Another parked car bomb targeting a police patrol followed, injuring two policemen and two civilian bystanders.
Kirkuk, 290km north of Baghdad, is home to a combustible mix of Kurds, Sunni Arabs and Turkomen. They all claim rights to the city and the oil-rich lands around it.
In Baghdad`s northeastern and mostly Shia neighbourhood of Husseiniyah, a parked car erupted in an explosion that killed seven people and wounded more than 30. Then, around midday, another car bomb struck near the headquarters of local security forces in the northern city of Daqouq. As police rushed to the scene, a roadside bomb exploded, killing seven of them.
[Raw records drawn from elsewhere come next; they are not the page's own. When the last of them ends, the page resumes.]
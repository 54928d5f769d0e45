/// Authentication primitives
///
/// Session handling for the API: JWT access/refresh tokens, Argon2id password
/// hashing, and the middleware context injected into authenticated requests.
///
/// Every protected route sees authentication as a single capability: resolve
/// the request headers to a user id, or reject with 401. The middleware in
/// this module is the only place that capability is implemented.
pub mod jwt;
pub mod middleware;
pub mod password;
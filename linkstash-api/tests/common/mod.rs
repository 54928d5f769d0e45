/// Common test utilities for integration tests
///
/// Provides shared infrastructure:
/// - Test database setup (migrations run on first connect)
/// - A per-test user with its seeded system collections
/// - JWT token generation
/// - A canned metadata fetcher so no test touches the network
/// - Request/response helpers around `tower::Service::call`
use async_trait::async_trait;
use axum::body::Body;
use axum::http::{Request, StatusCode};
use linkstash_api::app::{build_router, AppState};
use linkstash_api::config::Config;
use linkstash_api::metadata::{FetchMetadata, PageMetadata};
use linkstash_shared::auth::jwt::{create_token, Claims, TokenType};
use linkstash_shared::models::collection::{self, Collection};
use linkstash_shared::models::user::{CreateUser, User};
use sqlx::PgPool;
use std::sync::Arc;
use tower::Service as _;
use uuid::Uuid;

/// Canned fetcher: deterministic metadata, no network
pub struct StubFetcher;

#[async_trait]
impl FetchMetadata for StubFetcher {
    async fn fetch(&self, url: &str) -> PageMetadata {
        let domain = linkstash_api::metadata::hostname(url);
        PageMetadata {
            title: format!("Stub title for {}", domain.as_deref().unwrap_or(url)),
            description: Some("stub description".to_string()),
            image: None,
            domain,
            url: url.to_string(),
        }
    }
}

/// Test context containing all necessary resources
pub struct TestContext {
    pub db: PgPool,
    pub app: axum::Router,
    pub config: Config,
    pub user: User,
    pub jwt_token: String,
}

impl TestContext {
    /// Creates a new test context with a fresh user
    pub async fn new() -> anyhow::Result<Self> {
        let config = Config::from_env()?;

        let db = PgPool::connect(&config.database.url).await?;

        // Path relative to this crate's Cargo.toml
        sqlx::migrate!("../migrations").run(&db).await?;

        let user = create_test_user(&db).await?;

        let claims = Claims::new(user.id, TokenType::Access);
        let jwt_token = create_token(&claims, &config.jwt.secret)?;

        let state = AppState::with_fetcher(db.clone(), config.clone(), Arc::new(StubFetcher));
        let app = build_router(state);

        Ok(TestContext {
            db,
            app,
            config,
            user,
            jwt_token,
        })
    }

    /// Returns authorization header value
    pub fn auth_header(&self) -> String {
        format!("Bearer {}", self.jwt_token)
    }

    /// Resolves one of this user's system collections by slug
    pub async fn system_collection(&self, slug: &str) -> Uuid {
        Collection::system_collection_id(&self.db, self.user.id, slug)
            .await
            .unwrap()
            .expect("system collection missing")
    }

    /// Sends an authenticated JSON request and returns (status, body)
    pub async fn request(
        &self,
        method: &str,
        uri: &str,
        body: Option<serde_json::Value>,
    ) -> (StatusCode, serde_json::Value) {
        let mut builder = Request::builder()
            .method(method)
            .uri(uri)
            .header("authorization", self.auth_header());

        let body = match body {
            Some(json) => {
                builder = builder.header("content-type", "application/json");
                Body::from(json.to_string())
            }
            None => Body::empty(),
        };

        let request = builder.body(body).unwrap();
        let response = self.app.clone().call(request).await.unwrap();

        let status = response.status();
        let bytes = axum::body::to_bytes(response.into_body(), usize::MAX)
            .await
            .unwrap();
        let json = if bytes.is_empty() {
            serde_json::Value::Null
        } else {
            serde_json::from_slice(&bytes).unwrap_or(serde_json::Value::Null)
        };

        (status, json)
    }

    /// Cleans up test data
    pub async fn cleanup(&self) -> anyhow::Result<()> {
        // Deleting the user cascades collections, bookmarks, tags, links
        sqlx::query("DELETE FROM users WHERE id = $1")
            .bind(self.user.id)
            .execute(&self.db)
            .await?;
        Ok(())
    }
}

/// Creates a user the way registration does: account plus system collections
pub async fn create_test_user(db: &PgPool) -> anyhow::Result<User> {
    let user = User::create(
        db,
        CreateUser {
            email: format!("test-{}@example.com", Uuid::new_v4()),
            password_hash: "$argon2id$test-hash".to_string(),
            name: Some("Test User".to_string()),
            avatar_url: None,
        },
    )
    .await?;

    Collection::seed_system(db, user.id).await?;

    Ok(user)
}

/// Creates a bookmark through the API and returns its id
pub async fn create_test_bookmark(
    ctx: &TestContext,
    url: &str,
    title: Option<&str>,
    tags: &[&str],
) -> Uuid {
    let mut body = serde_json::json!({ "url": url, "tags": tags });
    if let Some(title) = title {
        body["title"] = serde_json::json!(title);
    }

    let (status, json) = ctx.request("POST", "/bookmarks", Some(body)).await;
    assert_eq!(status, StatusCode::OK, "bookmark create failed: {}", json);

    Uuid::parse_str(json["id"].as_str().unwrap()).unwrap()
}

/// Slug re-exports so tests don't need the shared crate everywhere
pub const UNSORTED_SLUG: &str = collection::UNSORTED_SLUG;
pub const ARCHIVED_SLUG: &str = collection::ARCHIVED_SLUG;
Shortly before sunset, gunmen in cars opened fire on an Iraqi army checkpoint near the town of Mishada, killing seven soldiers and wounding eight. Mishada is 30km north of Baghdad.
Around 10pm, a suicide bomber walked into a tea shop and blew himself up in Tal Afar, some 420km northwest of the capital. Mayor Abdul-Aal Abbas and local police said that the explosion killed seven and wounded 10.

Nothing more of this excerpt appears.